Stored data
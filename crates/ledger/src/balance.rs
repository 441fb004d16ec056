use pesa_core::{CategorizedTransaction, Money, Transaction};
use std::collections::BTreeMap;
use std::iter::Peekable;

/// A categorized transaction with its running balance resolved.
#[derive(Debug, Clone, PartialEq)]
pub struct TrackedTransaction {
    pub transaction: CategorizedTransaction,
    pub balance: Option<Money>,
    /// Last transaction of its date in the stream.
    pub closes_day: bool,
}

impl TrackedTransaction {
    /// The balance to assert at the end of the day, if this transaction
    /// closes one and the balance is known.
    pub fn day_close_balance(&self) -> Option<Money> {
        if self.closes_day {
            self.balance
        } else {
            None
        }
    }
}

/// Running balance of the cash account plus per-account totals.
///
/// A reported statement balance is always taken as is. Only when a row has
/// none is it derived from the previous known balance, since outflows are
/// positive amounts.
///
/// The opening balance is the cash balance before the first recorded
/// transaction. It is known once any recorded row has a balance.
#[derive(Debug, Clone, Default)]
pub struct BalanceTracker {
    last_balance: Option<Money>,
    opening_balance: Option<Money>,
    /// Sum of recorded amounts.
    flow: Money,
    account_totals: BTreeMap<String, Money>,
    default_count: usize,
    count: usize,
}

impl BalanceTracker {
    pub fn new() -> Self {
        Self::default()
    }

    /// Carries the balance of a row that precedes the output window, so the
    /// first recorded row can derive its own. Nothing else is counted.
    pub fn prime(&mut self, tx: &Transaction) {
        if let Some(balance) = self.next_balance(tx) {
            self.last_balance = Some(balance);
        }
    }

    pub fn record(&mut self, tx: &CategorizedTransaction) -> Option<Money> {
        let t = &tx.transaction;
        let balance = self.next_balance(t);
        self.flow += t.amount;
        if let Some(balance) = balance {
            self.last_balance = Some(balance);
            self.opening_balance.get_or_insert(balance + self.flow);
        }

        *self
            .account_totals
            .entry(tx.account.clone())
            .or_insert_with(Money::zero) += t.amount;
        if tx.is_default() {
            self.default_count += 1;
        }
        self.count += 1;

        balance
    }

    fn next_balance(&self, tx: &Transaction) -> Option<Money> {
        tx.balance
            .or_else(|| self.last_balance.map(|previous| previous - tx.amount))
    }

    pub fn opening_balance(&self) -> Option<Money> {
        self.opening_balance
    }

    pub fn closing_balance(&self) -> Option<Money> {
        self.last_balance
    }

    /// Sum of amounts per resolved account, ordered by account name.
    pub fn account_totals(&self) -> &BTreeMap<String, Money> {
        &self.account_totals
    }

    pub fn count(&self) -> usize {
        self.count
    }

    /// Transactions that fell through to the default account.
    pub fn default_count(&self) -> usize {
        self.default_count
    }

    pub fn track<I>(self, transactions: I) -> Tracked<I::IntoIter>
    where
        I: IntoIterator<Item = CategorizedTransaction>,
    {
        Tracked {
            inner: transactions.into_iter().peekable(),
            tracker: self,
        }
    }
}

/// Iterator returned by [`BalanceTracker::track`]. Looks one item ahead to
/// find day boundaries.
pub struct Tracked<I: Iterator> {
    inner: Peekable<I>,
    tracker: BalanceTracker,
}

impl<I: Iterator> Tracked<I> {
    pub fn tracker(&self) -> &BalanceTracker {
        &self.tracker
    }

    pub fn into_tracker(self) -> BalanceTracker {
        self.tracker
    }
}

impl<I> Iterator for Tracked<I>
where
    I: Iterator<Item = CategorizedTransaction>,
{
    type Item = TrackedTransaction;

    fn next(&mut self) -> Option<Self::Item> {
        let transaction = self.inner.next()?;
        let balance = self.tracker.record(&transaction);
        let closes_day = self
            .inner
            .peek()
            .map_or(true, |next| next.transaction.date != transaction.transaction.date);
        Some(TrackedTransaction { transaction, balance, closes_day })
    }

    fn size_hint(&self) -> (usize, Option<usize>) {
        self.inner.size_hint()
    }
}

#[cfg(test)]
mod tests {
    use super::*;
    use chrono::NaiveDate;
    use pesa_core::Transaction;

    fn tx(day: u32, cents: i64, balance: Option<i64>, account: &str) -> CategorizedTransaction {
        let mut t = Transaction::new(
            NaiveDate::from_ymd_opt(2024, 1, day).unwrap(),
            "x",
            Money::from_cents(cents),
        );
        t.balance = balance.map(Money::from_cents);
        CategorizedTransaction {
            transaction: t,
            account: account.to_string(),
            rule_index: (account != "Expenses:Uncategorized").then_some(0),
        }
    }

    #[test]
    fn marks_last_transaction_of_each_day() {
        let tracked: Vec<_> = BalanceTracker::new()
            .track(vec![
                tx(15, 100, Some(900), "Expenses:A"),
                tx(15, 100, Some(800), "Expenses:A"),
                tx(16, 100, Some(700), "Expenses:A"),
            ])
            .collect();
        let closes: Vec<_> = tracked.iter().map(|t| t.closes_day).collect();
        assert_eq!(closes, [false, true, true]);
        assert_eq!(tracked[0].day_close_balance(), None);
        assert_eq!(tracked[1].day_close_balance(), Some(Money::from_cents(800)));
        assert_eq!(tracked[2].day_close_balance(), Some(Money::from_cents(700)));
    }

    #[test]
    fn reported_balance_is_used_verbatim() {
        // Reported balance disagrees with arithmetic; it still wins.
        let tracked: Vec<_> = BalanceTracker::new()
            .track(vec![tx(15, 100, Some(1000), "Expenses:A"), tx(15, 100, Some(5000), "Expenses:A")])
            .collect();
        assert_eq!(tracked[1].balance, Some(Money::from_cents(5000)));
    }

    #[test]
    fn missing_balance_is_derived_from_previous() {
        let tracked: Vec<_> = BalanceTracker::new()
            .track(vec![
                tx(15, 100, Some(1000), "Expenses:A"),
                tx(15, 250, None, "Expenses:A"),
                tx(15, -500, None, "Income:B"),
            ])
            .collect();
        assert_eq!(tracked[1].balance, Some(Money::from_cents(750)));
        assert_eq!(tracked[2].balance, Some(Money::from_cents(1250)));
    }

    #[test]
    fn balance_stays_unknown_without_any_report() {
        let tracked: Vec<_> = BalanceTracker::new()
            .track(vec![tx(15, 100, None, "Expenses:A")])
            .collect();
        assert!(tracked[0].closes_day);
        assert_eq!(tracked[0].day_close_balance(), None);
    }

    #[test]
    fn keeps_per_account_totals() {
        let mut tracked = BalanceTracker::new().track(vec![
            tx(15, 100, Some(900), "Expenses:A"),
            tx(15, 50, Some(850), "Expenses:Uncategorized"),
            tx(16, 25, Some(825), "Expenses:A"),
        ]);
        for _ in tracked.by_ref() {}
        let tracker = tracked.into_tracker();
        assert_eq!(tracker.count(), 3);
        assert_eq!(tracker.default_count(), 1);
        assert_eq!(tracker.account_totals()["Expenses:A"], Money::from_cents(125));
        assert_eq!(tracker.closing_balance(), Some(Money::from_cents(825)));
    }

    #[test]
    fn opening_balance_adds_back_earlier_flow() {
        let mut tracked = BalanceTracker::new().track(vec![
            tx(15, 100, None, "Expenses:A"),
            tx(15, -300, None, "Income:B"),
            tx(16, 50, Some(1000), "Expenses:A"),
        ]);
        tracked.next();
        tracked.next();
        assert_eq!(tracked.tracker().opening_balance(), None);
        tracked.next();
        // 1000 + 100 - 300 + 50
        assert_eq!(tracked.tracker().opening_balance(), Some(Money::from_cents(850)));
    }

    #[test]
    fn primed_balance_feeds_first_recorded_row() {
        let mut tracker = BalanceTracker::new();
        tracker.prime(&tx(14, 100, Some(2000), "Expenses:A").transaction);
        tracker.prime(&tx(14, 500, None, "Expenses:A").transaction);
        let tracked: Vec<_> = tracker.track(vec![tx(15, 200, None, "Expenses:A")]).collect();
        assert_eq!(tracked[0].balance, Some(Money::from_cents(1300)));
    }

    #[test]
    fn priming_is_not_counted() {
        let mut tracker = BalanceTracker::new();
        tracker.prime(&tx(14, 100, Some(2000), "Expenses:A").transaction);
        assert_eq!(tracker.count(), 0);
        assert!(tracker.account_totals().is_empty());
        assert_eq!(tracker.opening_balance(), None);

        let mut tracked = tracker.track(vec![tx(15, 200, None, "Expenses:A")]);
        tracked.next();
        assert_eq!(tracked.tracker().opening_balance(), Some(Money::from_cents(2000)));
    }

    #[test]
    fn empty_stream_yields_nothing() {
        let mut tracked = BalanceTracker::new().track(Vec::new());
        assert!(tracked.next().is_none());
        assert_eq!(tracked.tracker().closing_balance(), None);
    }
}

■ EXERCISE GOAL
Before answering, check every line of the records for the string "struct", then state how many lines have it, with the number only.

■ OUTPUT
3